Auffällig ist auch die Komorbidität zwischen Angststörungen und Substanzabhängigkeiten. So leiden in Deutschland etwa 20 % der Menschen mit Angststörung zusätzlich unter einem Substanzmissbrauch oder einer Substanzabhängigkeit. Dabei muss auch hier in Ursache und Wirkung unterschieden werden. Entwickle ich also eine Angststörung, weil ich z.B. alkoholabhängig bin, oder nutze ich Alkohol, um mit meinen Ängsten fertigzuwerden? Oder sind diese Erkrankungen bei mir unabhängig voneinander aufgetaucht? Es ist klar, dass die Beantwortung dieser Fragen elementar für die Therapie ist.

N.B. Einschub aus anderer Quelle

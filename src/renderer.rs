// renderer.rs — wgpu backend: static sphere strip, one texture, one transform per redraw

use crate::error::RendererError;
use crate::mat4::Mat4;
use crate::mesh::SphereMesh;
use crate::projection::Viewport;
use crate::scheduler::RenderBackend;
use image::RgbaImage;
use std::sync::Arc;
use wgpu::util::DeviceExt;
use winit::window::Window;

const DEPTH_FORMAT: wgpu::TextureFormat = wgpu::TextureFormat::Depth32Float;

const POSITION_ATTRIBS: [wgpu::VertexAttribute; 1] = wgpu::vertex_attr_array![0 => Float32x3];
const UV_ATTRIBS: [wgpu::VertexAttribute; 1] = wgpu::vertex_attr_array![1 => Float32x2];

pub struct Renderer {
    surface: wgpu::Surface,
    device: wgpu::Device,
    queue: wgpu::Queue,
    config: wgpu::SurfaceConfiguration,
    size: Viewport,
    render_pipeline: wgpu::RenderPipeline,

    // Mesh, uploaded once
    position_buffer: wgpu::Buffer,
    uv_buffer: wgpu::Buffer,
    vertex_count: u32,

    // Texture
    bind_group_layout: wgpu::BindGroupLayout,
    bind_group: wgpu::BindGroup,
    texture: wgpu::Texture,
    sampler: wgpu::Sampler,
    depth_view: wgpu::TextureView,

    transform_buffer: wgpu::Buffer,
}

fn create_depth_view(device: &wgpu::Device, width: u32, height: u32) -> wgpu::TextureView {
    let texture = device.create_texture(&wgpu::TextureDescriptor {
        label: Some("depth_texture"),
        size: wgpu::Extent3d {
            width: width.max(1),
            height: height.max(1),
            depth_or_array_layers: 1,
        },
        mip_level_count: 1,
        sample_count: 1,
        dimension: wgpu::TextureDimension::D2,
        format: DEPTH_FORMAT,
        usage: wgpu::TextureUsages::RENDER_ATTACHMENT,
        view_formats: &[],
    });
    texture.create_view(&wgpu::TextureViewDescriptor::default())
}

fn upload_texture(device: &wgpu::Device, queue: &wgpu::Queue, img: &RgbaImage) -> wgpu::Texture {
    let (width, height) = img.dimensions();
    let texture_size = wgpu::Extent3d {
        width,
        height,
        depth_or_array_layers: 1,
    };

    let texture = device.create_texture(&wgpu::TextureDescriptor {
        size: texture_size,
        mip_level_count: 1,
        sample_count: 1,
        dimension: wgpu::TextureDimension::D2,
        format: wgpu::TextureFormat::Rgba8UnormSrgb,
        usage: wgpu::TextureUsages::TEXTURE_BINDING | wgpu::TextureUsages::COPY_DST,
        label: Some("panorama_texture"),
        view_formats: &[],
    });

    queue.write_texture(
        wgpu::ImageCopyTexture {
            texture: &texture,
            mip_level: 0,
            origin: wgpu::Origin3d::ZERO,
            aspect: wgpu::TextureAspect::All,
        },
        img,
        wgpu::ImageDataLayout {
            offset: 0,
            bytes_per_row: Some(4 * width),
            rows_per_image: Some(height),
        },
        texture_size,
    );
    texture
}

impl Renderer {
    pub async fn new(
        window: Arc<Window>,
        mesh: &SphereMesh,
        placeholder: &RgbaImage,
    ) -> Result<Self, RendererError> {
        let inner = window.inner_size();
        let size = Viewport::new(inner.width, inner.height);

        let instance = wgpu::Instance::new(wgpu::InstanceDescriptor {
            backends: wgpu::Backends::all(),
            ..Default::default()
        });

        // SAFETY: the window is kept alive by the caller for as long as the renderer.
        let surface = unsafe { instance.create_surface(window.as_ref()) }
            .map_err(|e| RendererError::CreateSurface(e.to_string()))?;

        let adapter = instance
            .request_adapter(&wgpu::RequestAdapterOptions {
                power_preference: wgpu::PowerPreference::HighPerformance,
                compatible_surface: Some(&surface),
                force_fallback_adapter: false,
            })
            .await
            .ok_or(RendererError::AdapterNotFound)?;
        let info = adapter.get_info();
        log::info!("using adapter {} ({:?})", info.name, info.backend);

        let (device, queue) = adapter
            .request_device(
                &wgpu::DeviceDescriptor {
                    features: wgpu::Features::empty(),
                    limits: if cfg!(target_arch = "wasm32") {
                        wgpu::Limits::downlevel_webgl2_defaults()
                    } else {
                        wgpu::Limits::default().using_resolution(adapter.limits())
                    },
                    label: None,
                },
                None,
            )
            .await?;

        let surface_caps = surface.get_capabilities(&adapter);
        let surface_format = surface_caps
            .formats
            .iter()
            .copied()
            .find(|f| f.is_srgb())
            .or_else(|| surface_caps.formats.first().copied())
            .ok_or_else(|| RendererError::CreateSurface("surface reports no formats".into()))?;
        let alpha_mode = surface_caps
            .alpha_modes
            .first()
            .copied()
            .unwrap_or(wgpu::CompositeAlphaMode::Auto);

        let config = wgpu::SurfaceConfiguration {
            usage: wgpu::TextureUsages::RENDER_ATTACHMENT,
            format: surface_format,
            width: size.width.max(1),
            height: size.height.max(1),
            present_mode: wgpu::PresentMode::Fifo,
            alpha_mode,
            view_formats: vec![],
        };
        surface.configure(&device, &config);
        let depth_view = create_depth_view(&device, config.width, config.height);

        // --- 1. Mesh ---
        let position_buffer = device.create_buffer_init(&wgpu::util::BufferInitDescriptor {
            label: Some("Sphere Positions"),
            contents: bytemuck::cast_slice(mesh.flat_positions()),
            usage: wgpu::BufferUsages::VERTEX,
        });
        let uv_buffer = device.create_buffer_init(&wgpu::util::BufferInitDescriptor {
            label: Some("Sphere Texcoords"),
            contents: bytemuck::cast_slice(mesh.flat_uvs()),
            usage: wgpu::BufferUsages::VERTEX,
        });

        // --- 2. Texture (placeholder until the panorama arrives) ---
        let texture = upload_texture(&device, &queue, placeholder);
        let sampler = device.create_sampler(&wgpu::SamplerDescriptor {
            // u keeps growing along the strip; only its fractional part is longitude.
            address_mode_u: wgpu::AddressMode::Repeat,
            address_mode_v: wgpu::AddressMode::ClampToEdge,
            address_mode_w: wgpu::AddressMode::ClampToEdge,
            mag_filter: wgpu::FilterMode::Linear,
            min_filter: wgpu::FilterMode::Linear,
            mipmap_filter: wgpu::FilterMode::Nearest,
            ..Default::default()
        });

        // --- 3. Transform uniform ---
        let transform_buffer = device.create_buffer_init(&wgpu::util::BufferInitDescriptor {
            label: Some("Transform Buffer"),
            contents: bytemuck::bytes_of(&Mat4::IDENTITY),
            usage: wgpu::BufferUsages::UNIFORM | wgpu::BufferUsages::COPY_DST,
        });

        let bind_group_layout = device.create_bind_group_layout(&wgpu::BindGroupLayoutDescriptor {
            entries: &[
                wgpu::BindGroupLayoutEntry {
                    binding: 0,
                    visibility: wgpu::ShaderStages::VERTEX,
                    ty: wgpu::BindingType::Buffer {
                        ty: wgpu::BufferBindingType::Uniform,
                        has_dynamic_offset: false,
                        min_binding_size: None,
                    },
                    count: None,
                },
                wgpu::BindGroupLayoutEntry {
                    binding: 1,
                    visibility: wgpu::ShaderStages::FRAGMENT,
                    ty: wgpu::BindingType::Texture {
                        multisampled: false,
                        view_dimension: wgpu::TextureViewDimension::D2,
                        sample_type: wgpu::TextureSampleType::Float { filterable: true },
                    },
                    count: None,
                },
                wgpu::BindGroupLayoutEntry {
                    binding: 2,
                    visibility: wgpu::ShaderStages::FRAGMENT,
                    ty: wgpu::BindingType::Sampler(wgpu::SamplerBindingType::Filtering),
                    count: None,
                },
            ],
            label: Some("sphere_bind_group_layout"),
        });

        let bind_group = Self::create_bind_group(
            &device,
            &bind_group_layout,
            &transform_buffer,
            &texture,
            &sampler,
        );

        // --- 4. Pipeline ---
        let shader = device.create_shader_module(wgpu::include_wgsl!("shader_sphere.wgsl"));
        let render_pipeline_layout = device.create_pipeline_layout(&wgpu::PipelineLayoutDescriptor {
            label: Some("Render Pipeline Layout"),
            bind_group_layouts: &[&bind_group_layout],
            push_constant_ranges: &[],
        });

        let render_pipeline = device.create_render_pipeline(&wgpu::RenderPipelineDescriptor {
            label: Some("Render Pipeline"),
            layout: Some(&render_pipeline_layout),
            vertex: wgpu::VertexState {
                module: &shader,
                entry_point: "vs_main",
                buffers: &[
                    wgpu::VertexBufferLayout {
                        array_stride: std::mem::size_of::<[f32; 3]>() as wgpu::BufferAddress,
                        step_mode: wgpu::VertexStepMode::Vertex,
                        attributes: &POSITION_ATTRIBS,
                    },
                    wgpu::VertexBufferLayout {
                        array_stride: std::mem::size_of::<[f32; 2]>() as wgpu::BufferAddress,
                        step_mode: wgpu::VertexStepMode::Vertex,
                        attributes: &UV_ATTRIBS,
                    },
                ],
            },
            fragment: Some(wgpu::FragmentState {
                module: &shader,
                entry_point: "fs_main",
                targets: &[Some(wgpu::ColorTargetState {
                    format: config.format,
                    blend: Some(wgpu::BlendState::REPLACE),
                    write_mask: wgpu::ColorWrites::ALL,
                })],
            }),
            primitive: wgpu::PrimitiveState {
                topology: wgpu::PrimitiveTopology::TriangleStrip,
                strip_index_format: None,
                front_face: wgpu::FrontFace::Ccw,
                cull_mode: None, // viewed from inside; winding flips along the strip
                polygon_mode: wgpu::PolygonMode::Fill,
                unclipped_depth: false,
                conservative: false,
            },
            depth_stencil: Some(wgpu::DepthStencilState {
                format: DEPTH_FORMAT,
                depth_write_enabled: true,
                depth_compare: wgpu::CompareFunction::Less,
                stencil: wgpu::StencilState::default(),
                bias: wgpu::DepthBiasState::default(),
            }),
            multisample: wgpu::MultisampleState {
                count: 1,
                mask: !0,
                alpha_to_coverage_enabled: false,
            },
            multiview: None,
        });

        Ok(Self {
            surface,
            device,
            queue,
            config,
            size,
            render_pipeline,
            position_buffer,
            uv_buffer,
            vertex_count: mesh.vertex_count(),
            bind_group_layout,
            bind_group,
            texture,
            sampler,
            depth_view,
            transform_buffer,
        })
    }

    fn create_bind_group(
        device: &wgpu::Device,
        layout: &wgpu::BindGroupLayout,
        transform_buffer: &wgpu::Buffer,
        texture: &wgpu::Texture,
        sampler: &wgpu::Sampler,
    ) -> wgpu::BindGroup {
        let texture_view = texture.create_view(&wgpu::TextureViewDescriptor::default());
        device.create_bind_group(&wgpu::BindGroupDescriptor {
            layout,
            entries: &[
                wgpu::BindGroupEntry {
                    binding: 0,
                    resource: transform_buffer.as_entire_binding(),
                },
                wgpu::BindGroupEntry {
                    binding: 1,
                    resource: wgpu::BindingResource::TextureView(&texture_view),
                },
                wgpu::BindGroupEntry {
                    binding: 2,
                    resource: wgpu::BindingResource::Sampler(sampler),
                },
            ],
            label: Some("sphere_bind_group"),
        })
    }

    pub fn size(&self) -> Viewport {
        self.size
    }

    pub fn max_texture_size(&self) -> u32 {
        self.device.limits().max_texture_dimension_2d
    }

    /// Zero-sized surfaces (minimised windows) are recorded but not configured.
    pub fn resize(&mut self, new_size: Viewport) {
        self.size = new_size;
        if new_size.is_empty() {
            return;
        }
        self.config.width = new_size.width;
        self.config.height = new_size.height;
        self.surface.configure(&self.device, &self.config);
        self.depth_view = create_depth_view(&self.device, new_size.width, new_size.height);
    }

    /// Reconfigure the surface at its current size, e.g. after `SurfaceError::Lost`.
    pub fn reconfigure(&mut self) {
        self.resize(self.size);
    }

    pub fn texture_extent(&self) -> (u32, u32) {
        let size = self.texture.size();
        (size.width, size.height)
    }

    /// Swap in a new panorama. The caller marks the scene stale.
    pub fn load_panorama(&mut self, img: &RgbaImage) {
        self.texture = upload_texture(&self.device, &self.queue, img);
        self.bind_group = Self::create_bind_group(
            &self.device,
            &self.bind_group_layout,
            &self.transform_buffer,
            &self.texture,
            &self.sampler,
        );
    }
}

impl RenderBackend for Renderer {
    fn draw(&mut self, transform: &Mat4) -> Result<(), RendererError> {
        self.queue
            .write_buffer(&self.transform_buffer, 0, bytemuck::bytes_of(transform));

        let output = self.surface.get_current_texture()?;
        let view = output
            .texture
            .create_view(&wgpu::TextureViewDescriptor::default());

        let mut encoder = self
            .device
            .create_command_encoder(&wgpu::CommandEncoderDescriptor {
                label: Some("Render Encoder"),
            });

        {
            let mut render_pass = encoder.begin_render_pass(&wgpu::RenderPassDescriptor {
                label: Some("Sphere Pass"),
                color_attachments: &[Some(wgpu::RenderPassColorAttachment {
                    view: &view,
                    resolve_target: None,
                    ops: wgpu::Operations {
                        load: wgpu::LoadOp::Clear(wgpu::Color::BLACK),
                        store: true,
                    },
                })],
                depth_stencil_attachment: Some(wgpu::RenderPassDepthStencilAttachment {
                    view: &self.depth_view,
                    depth_ops: Some(wgpu::Operations {
                        load: wgpu::LoadOp::Clear(1.0),
                        store: true,
                    }),
                    stencil_ops: None,
                }),
            });

            render_pass.set_pipeline(&self.render_pipeline);
            render_pass.set_bind_group(0, &self.bind_group, &[]);
            render_pass.set_vertex_buffer(0, self.position_buffer.slice(..));
            render_pass.set_vertex_buffer(1, self.uv_buffer.slice(..));
            render_pass.draw(0..self.vertex_count, 0..1);
        }

        self.queue.submit(std::iter::once(encoder.finish()));
        output.present();
        Ok(())
    }
}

Gerade durch die Komplexität der einzelnen Störungen und die Ähnlichkeit dieser untereinander ist eine Komorbidität nicht besonders leicht festzustellen. Trotzdem ist es extrem wichtig, das zu tun, denn von Zusatzerkrankungen hängt auch die ganze Therapieplanung ab. Wird zum Beispiel nur die Angststörung behandelt und die Depression vergessen, bringt das dem Patienten herzlich wenig. Im ICD-10 gibt es noch eine ganz spezielle Diagnose: F 41.2 („Angst und depressive Stimmung, gemischt“) beschreibt den Zustand, wenn Angststörung und Depression einigermaßen gleichstark ausgeprägt sind, man also nicht in Grund- und Zusatzerkrankung unterscheiden kann. Außerdem darf keine der Störungen für sich alleine eine Diagnose rechtfertigen.
Das Ganze funktioniert auch mit anderen Störungen. F 41.3 („Andere gemischte Angststörungen“) beschreibt den Zustand, dass Angst zusammen mit einer anderen Störungsform auftaucht. Jedoch rechtfertigt auch hier keine der Störungen für sich eine eigenständige Diagnose. Es handelt sich hierbei also um eine Art Ausnahmekomorbidität, wo nicht in Grund- und Zusatzerkrankung unterschieden werden kann.
Jetzt ist es zusätzlich noch so, dass Menschen mit psychischen Störungen nicht lehrbuchhaft perfekte Symptome zeigen. Jemand mit einer Angststörung kann also auch Anzeichen einer Depression zeigen. Wenn diese allerdings nicht als selbstständige Diagnose existiert, der Patient also zum Beispiel nicht genug Kriterien für eine Depression erfüllt, spricht man nicht von einer Komorbidität. Therapiert werden müssen die Symptome trotzdem.
Eine Komorbidität (ich weiß ehrlich nicht, wie oft ich das Wort schon falsch getippt und korrigiert habe) zu erkennen, ist für den Patienten extrem wichtig, aber eben nicht immer leicht festzustellen. Oftmals tauchen Komorbiditäten erst zeitverzögert auf und die Symptome einer Zusatzerkrankung sind nicht immer eindeutig. Trotzdem ist das Erkennen von komorbiden Störungen elementar für den Therapieverlauf und damit dessen Erfolg. Denn wenn ich nur die Angststörung behandele, und dabei die Depression, ADHS, PTBS, Autismus, usw. vergesse, ist ein Therapieerfolg seltener und ein Rückfall wahrscheinlicher.